I have nothing original to say about President Obama's seemingly imminent decision to send Tomahawk missiles hurtling into Syria, which will add carnage to carnage, any way you track the shrapnel. But I've been reading, and decided I might do a bit of good by posting links to and excerpts from authors whose thinking on the topic is my favorite color (for thinking): clear.

From a blogger named Sean who writes a blog called the human province, here's some bits from Thursday's post (29 Aug 2013), An open letter on Syria to Western narcissists (with thanks to KR for the link):
I have so little patience for some of the rhetoric I’ve been seeing from Western leftist circles, where this conflict seems like nothing more than a rhetorical bludgeon for scoring ideological points. This has been illustrated by the passing around of an article by Robert Fisk, who asks, “Does Obama know he’s fighting on al-Qa’ida’s side?” This lazy and facile opinion piece assures us that if the US attacks Syria, then “the United States will be on the same side as al-Qa’ida.” It is the flip side of the rhetoric that was so evident in the run-up to war in Iraq that equated any opposition to an idiotic war with support for Saddam Hussein. Well, guess what? There are lots of perfectly fine opinions that might put you on the same side as al-Qa’ida. Just to name one: if you’re against drone strikes in Yemen, Pakistan and Somalia, as I am, then you’re also “on the same side as al-Qa’ida” according to this logic.
On the same date, Susan Brooks Thistlethwaite published Syria and the ‘moral obscenity’ of war on the Washington Post's web site (thanks to AB for the link, which I personally forwarded to the PoTUS just in case he missed it):
Then there is also the crucial question, would bombing accomplish anything positive? The military uses terms like “surgical strike” which give a false impression of precision in the use of violence. But bombs exploding are never “surgical,” they are huge explosions. More civilians can be killed, adding to the suffering of the Syrian population. The use of force in retaliation will surely have widespread and likely unintended consequences, perhaps even setting off further chemical attacks by the Assad regime. Predicting what dictators will do in response to the use of force against them is notoriously unreliable. Rather than “deterring” the Syrian regime, it may provoke them.

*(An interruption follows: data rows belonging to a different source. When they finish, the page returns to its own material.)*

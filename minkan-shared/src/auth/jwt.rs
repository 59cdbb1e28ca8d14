/// JWT token generation and validation
///
/// Tokens are signed with HS256 and carry the user's identity plus the
/// organization the session is currently acting in. The organization is a
/// claim, not a request parameter: switching organizations issues a new
/// token pair after a membership check, so a stolen token can never be
/// pointed at a different tenant.
///
/// # Token Types
///
/// - **Access Token**: short-lived (24h), authenticates API requests
/// - **Refresh Token**: long-lived (30d), exchanged for new access tokens
///
/// # Example
///
/// ```
/// use minkan_shared::auth::jwt::{create_token, validate_access_token, Claims, TokenType};
/// use uuid::Uuid;
///
/// # fn example() -> Result<(), Box<dyn std::error::Error>> {
/// let claims = Claims::new(Uuid::new_v4(), Uuid::new_v4(), TokenType::Access);
/// let token = create_token(&claims, "secret-key-at-least-32-bytes-long!")?;
///
/// let validated = validate_access_token(&token, "secret-key-at-least-32-bytes-long!")?;
/// assert_eq!(validated.sub, claims.sub);
/// assert_eq!(validated.org_id, claims.org_id);
/// # Ok(())
/// # }
/// ```

use chrono::{Duration, Utc};
use jsonwebtoken::{decode, encode, Algorithm, DecodingKey, EncodingKey, Header, Validation};
use serde::{Deserialize, Serialize};
use uuid::Uuid;

const ISSUER: &str = "minkan";

/// Error type for JWT operations
#[derive(Debug, thiserror::Error)]
pub enum JwtError {
    /// Failed to create token
    #[error("Failed to create token: {0}")]
    CreateError(String),

    /// Failed to validate token
    #[error("Failed to validate token: {0}")]
    ValidationError(String),

    /// Token has expired
    #[error("Token has expired")]
    Expired,

    /// Invalid issuer
    #[error("Invalid issuer")]
    InvalidIssuer,
}

/// Token type identifier
#[derive(Debug, Clone, Copy, PartialEq, Eq, Serialize, Deserialize)]
#[serde(rename_all = "lowercase")]
pub enum TokenType {
    /// Access token (short-lived, 24 hours)
    Access,

    /// Refresh token (long-lived, 30 days)
    Refresh,
}

impl TokenType {
    /// Gets default expiration duration for token type
    pub fn default_expiration(&self) -> Duration {
        match self {
            TokenType::Access => Duration::hours(24),
            TokenType::Refresh => Duration::days(30),
        }
    }
}

/// JWT claims
///
/// Standard claims (`sub`, `iss`, `iat`, `exp`, `nbf`) plus two custom
/// claims: `org_id`, the organization this session acts in, and
/// `token_type`.
#[derive(Debug, Clone, Serialize, Deserialize)]
pub struct Claims {
    /// Subject, the user ID
    pub sub: Uuid,

    /// Issuer, always "minkan"
    pub iss: String,

    /// Issued at (Unix timestamp)
    pub iat: i64,

    /// Expiration time (Unix timestamp)
    pub exp: i64,

    /// Not before (Unix timestamp)
    pub nbf: i64,

    /// Active organization (custom claim)
    pub org_id: Uuid,

    /// Token type (custom claim)
    pub token_type: TokenType,
}

impl Claims {
    /// Creates new claims with the default expiration for the token type
    pub fn new(user_id: Uuid, org_id: Uuid, token_type: TokenType) -> Self {
        let now = Utc::now();
        let expiration = now + token_type.default_expiration();

        Self {
            sub: user_id,
            iss: ISSUER.to_string(),
            iat: now.timestamp(),
            exp: expiration.timestamp(),
            nbf: now.timestamp(),
            org_id,
            token_type,
        }
    }

    /// Creates claims with a custom expiration
    pub fn with_expiration(
        user_id: Uuid,
        org_id: Uuid,
        token_type: TokenType,
        expires_in: Duration,
    ) -> Self {
        let now = Utc::now();
        let expiration = now + expires_in;

        Self {
            sub: user_id,
            iss: ISSUER.to_string(),
            iat: now.timestamp(),
            exp: expiration.timestamp(),
            nbf: now.timestamp(),
            org_id,
            token_type,
        }
    }

    /// Checks if token has expired
    pub fn is_expired(&self) -> bool {
        Utc::now().timestamp() >= self.exp
    }
}

/// Signs claims into a JWT string using HS256
///
/// The secret should be at least 32 bytes and come from configuration,
/// never source code.
pub fn create_token(claims: &Claims, secret: &str) -> Result<String, JwtError> {
    let header = Header::new(Algorithm::HS256);
    let key = EncodingKey::from_secret(secret.as_bytes());

    encode(&header, claims, &key)
        .map_err(|e| JwtError::CreateError(format!("Token encoding failed: {}", e)))
}

/// Validates a JWT and extracts its claims
///
/// Checks signature, expiration, not-before, and issuer.
pub fn validate_token(token: &str, secret: &str) -> Result<Claims, JwtError> {
    let key = DecodingKey::from_secret(secret.as_bytes());

    let mut validation = Validation::new(Algorithm::HS256);
    validation.set_issuer(&[ISSUER]);
    validation.validate_exp = true;
    validation.validate_nbf = true;

    let token_data = decode::<Claims>(token, &key, &validation).map_err(|e| match e.kind() {
        jsonwebtoken::errors::ErrorKind::ExpiredSignature => JwtError::Expired,
        jsonwebtoken::errors::ErrorKind::InvalidIssuer => JwtError::InvalidIssuer,
        _ => JwtError::ValidationError(format!("Token validation failed: {}", e)),
    })?;

    Ok(token_data.claims)
}

/// Validates a token and checks it is an access token
pub fn validate_access_token(token: &str, secret: &str) -> Result<Claims, JwtError> {
    let claims = validate_token(token, secret)?;

    if claims.token_type != TokenType::Access {
        return Err(JwtError::ValidationError(
            "Expected access token, got refresh token".to_string(),
        ));
    }

    Ok(claims)
}

/// Validates a token and checks it is a refresh token
pub fn validate_refresh_token(token: &str, secret: &str) -> Result<Claims, JwtError> {
    let claims = validate_token(token, secret)?;

    if claims.token_type != TokenType::Refresh {
        return Err(JwtError::ValidationError(
            "Expected refresh token, got access token".to_string(),
        ));
    }

    Ok(claims)
}

/// Exchanges a valid refresh token for a new access token with the same
/// user and organization context
pub fn refresh_access_token(refresh_token: &str, secret: &str) -> Result<String, JwtError> {
    let refresh_claims = validate_refresh_token(refresh_token, secret)?;

    let access_claims = Claims::new(refresh_claims.sub, refresh_claims.org_id, TokenType::Access);

    create_token(&access_claims, secret)
}

/// Issues a fresh access/refresh token pair for a user acting in an
/// organization
///
/// Callers must verify the membership before calling this.
pub fn issue_token_pair(
    user_id: Uuid,
    org_id: Uuid,
    secret: &str,
) -> Result<(String, String), JwtError> {
    let access = create_token(&Claims::new(user_id, org_id, TokenType::Access), secret)?;
    let refresh = create_token(&Claims::new(user_id, org_id, TokenType::Refresh), secret)?;

    Ok((access, refresh))
}

#[cfg(test)]
mod tests {
    use super::*;

    const SECRET: &str = "test-secret-key-at-least-32-bytes-long";

    #[test]
    fn test_token_type_expiration() {
        assert_eq!(TokenType::Access.default_expiration(), Duration::hours(24));
        assert_eq!(TokenType::Refresh.default_expiration(), Duration::days(30));
    }

    #[test]
    fn test_claims_creation() {
        let user_id = Uuid::new_v4();
        let org_id = Uuid::new_v4();

        let claims = Claims::new(user_id, org_id, TokenType::Access);

        assert_eq!(claims.sub, user_id);
        assert_eq!(claims.org_id, org_id);
        assert_eq!(claims.iss, "minkan");
        assert_eq!(claims.token_type, TokenType::Access);
        assert!(!claims.is_expired());
    }

    #[test]
    fn test_create_and_validate_token() {
        let user_id = Uuid::new_v4();
        let org_id = Uuid::new_v4();

        let claims = Claims::new(user_id, org_id, TokenType::Access);
        let token = create_token(&claims, SECRET).expect("Should create token");

        let validated = validate_token(&token, SECRET).expect("Should validate token");
        assert_eq!(validated.sub, user_id);
        assert_eq!(validated.org_id, org_id);
        assert_eq!(validated.token_type, TokenType::Access);
    }

    #[test]
    fn test_validate_with_wrong_secret() {
        let claims = Claims::new(Uuid::new_v4(), Uuid::new_v4(), TokenType::Access);
        let token = create_token(&claims, SECRET).expect("Should create token");

        assert!(validate_token(&token, "wrong-secret").is_err());
    }

    #[test]
    fn test_validate_expired_token() {
        let claims = Claims::with_expiration(
            Uuid::new_v4(),
            Uuid::new_v4(),
            TokenType::Access,
            Duration::seconds(-3600),
        );

        assert!(claims.is_expired());

        let token = create_token(&claims, SECRET).expect("Should create token");
        let result = validate_token(&token, SECRET);

        assert!(matches!(result.unwrap_err(), JwtError::Expired));
    }

    #[test]
    fn test_validate_access_rejects_refresh() {
        let refresh_claims = Claims::new(Uuid::new_v4(), Uuid::new_v4(), TokenType::Refresh);
        let refresh_token = create_token(&refresh_claims, SECRET).unwrap();

        assert!(validate_access_token(&refresh_token, SECRET).is_err());
        assert!(validate_refresh_token(&refresh_token, SECRET).is_ok());
    }

    #[test]
    fn test_refresh_access_token_keeps_context() {
        let user_id = Uuid::new_v4();
        let org_id = Uuid::new_v4();

        let refresh_claims = Claims::new(user_id, org_id, TokenType::Refresh);
        let refresh_token = create_token(&refresh_claims, SECRET).unwrap();

        let new_access = refresh_access_token(&refresh_token, SECRET).unwrap();
        let validated = validate_access_token(&new_access, SECRET).unwrap();

        assert_eq!(validated.sub, user_id);
        assert_eq!(validated.org_id, org_id);
    }

    #[test]
    fn test_refresh_with_access_token_fails() {
        let access_claims = Claims::new(Uuid::new_v4(), Uuid::new_v4(), TokenType::Access);
        let access_token = create_token(&access_claims, SECRET).unwrap();

        assert!(refresh_access_token(&access_token, SECRET).is_err());
    }

    #[test]
    fn test_issue_token_pair() {
        let user_id = Uuid::new_v4();
        let org_id = Uuid::new_v4();

        let (access, refresh) = issue_token_pair(user_id, org_id, SECRET).unwrap();

        let access_claims = validate_access_token(&access, SECRET).unwrap();
        let refresh_claims = validate_refresh_token(&refresh, SECRET).unwrap();

        assert_eq!(access_claims.sub, user_id);
        assert_eq!(access_claims.org_id, org_id);
        assert_eq!(refresh_claims.sub, user_id);
        assert_eq!(refresh_claims.org_id, org_id);
    }
}
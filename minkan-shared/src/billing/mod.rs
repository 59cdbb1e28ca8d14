/// Billing provider abstraction
///
/// The API never talks to the payment provider directly; it goes through
/// the [`BillingProvider`] trait so handlers can be tested against
/// [`mock::MockBillingProvider`] without network access. The production
/// implementation is [`stripe::StripeClient`], a thin form-encoded REST
/// client.
///
/// The billing flow has exactly two outcomes: an organization that has
/// checked out before (it has a customer ID on file) gets a billing
/// portal session to manage its subscription; one that has not gets a
/// checkout session tagged with its organization ID so the provider's
/// webhook can attribute the completed purchase.

use async_trait::async_trait;

pub mod mock;
pub mod stripe;

/// Error type for billing operations
#[derive(Debug, thiserror::Error)]
pub enum BillingError {
    /// Request to the payment provider failed
    #[error("Billing provider request failed: {0}")]
    RequestFailed(String),

    /// Provider returned an error response
    #[error("Billing provider returned {status}: {message}")]
    ProviderError { status: u16, message: String },

    /// Provider response could not be parsed
    #[error("Unexpected billing provider response: {0}")]
    InvalidResponse(String),
}

/// Input for creating a checkout session for a first-time subscriber
#[derive(Debug, Clone)]
pub struct CheckoutSession {
    /// Where the provider redirects after successful payment
    pub success_url: String,

    /// Where the provider redirects on cancel
    pub cancel_url: String,

    /// Billing email prefilled at checkout
    pub customer_email: String,

    /// Organization the purchase is for, carried as session metadata so
    /// the webhook can attribute it
    pub org_id: uuid::Uuid,
}

/// Payment provider operations needed by the billing routes
#[async_trait]
pub trait BillingProvider: Send + Sync {
    /// Creates a billing portal session for an existing customer and
    /// returns the URL to redirect the user to
    async fn create_portal_session(
        &self,
        customer_id: &str,
        return_url: &str,
    ) -> Result<String, BillingError>;

    /// Creates a checkout session for a first-time subscriber and returns
    /// the URL to redirect the user to
    async fn create_checkout_session(
        &self,
        session: CheckoutSession,
    ) -> Result<String, BillingError>;
}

It is totally understandable that people around the world, horrified as they are by the widespread and horrible deaths of Syrian civilians, would want to “punish” the perpetrators. But for the last two years, a horrific civil war has raged in Syria and it has taken the lives of more than 100,000 people, according to United Nations experts. Millions more have become refugees, suffering themselves in camps that are undersupplied.

One hundred thousand deaths is an obscenity. Millions of suffering refugees is an obscenity. The point is, war is a moral obscenity itself. It is this war that must be stopped, and bombing campaigns do not end war.
And from James Joyner at the Atlantic, published Friday 30 August, Why Obama's Plan to Strike Syria Makes No Strategic Sense (thanks to Meteor Blades at Daily Kos for this link):
[...] Press secretary Jay Carney declared Tuesday that, "It is not our policy to respond to this transgression with regime change" and that "there is no military solution available here, that the way to bring about a better future in Syria is through negotiation and a political resolution."

So, what then?

Carney declared "there must be a response" to the chemical attacks and other "administration officials" have said that the strikes would "send a message." Any message sent by launching military strikes explicitly not designed to achieve one's stated strategic goal would be cryptic, and should probably be accompanied by a decoder ring.

An editorial in the German business daily Handelsblatt, helpfully translated by Der Spiegel, puts the case brilliantly:
Humanitarian wars are also wars. Those who jump into them for moral reasons should also want to win them. Cruise missiles fired from destroyers can send a message and demonstrate conviction, but they cannot decide the outcome of a war. Neither can a "we'll see" bombardment. There has to be a strategic motivation behind the moral one, and it demands perseverance.

While Secretary of State Kerry's August 26 speech setting the stage for US response was eloquent and emotionally satisfying, its fundamental argument makes no strategic sense. Who could argue against the idea that "The indiscriminate slaughter of civilians, the killing of women and children and innocent bystanders by chemical weapons is a moral obscenity”? As Fred Hof, President Obama's former special advisor for transition in Syria and my colleague at the Atlantic Council, rightly notes, "Such slaughter is, in fact, morally obscene and criminal irrespective of the weaponry employed."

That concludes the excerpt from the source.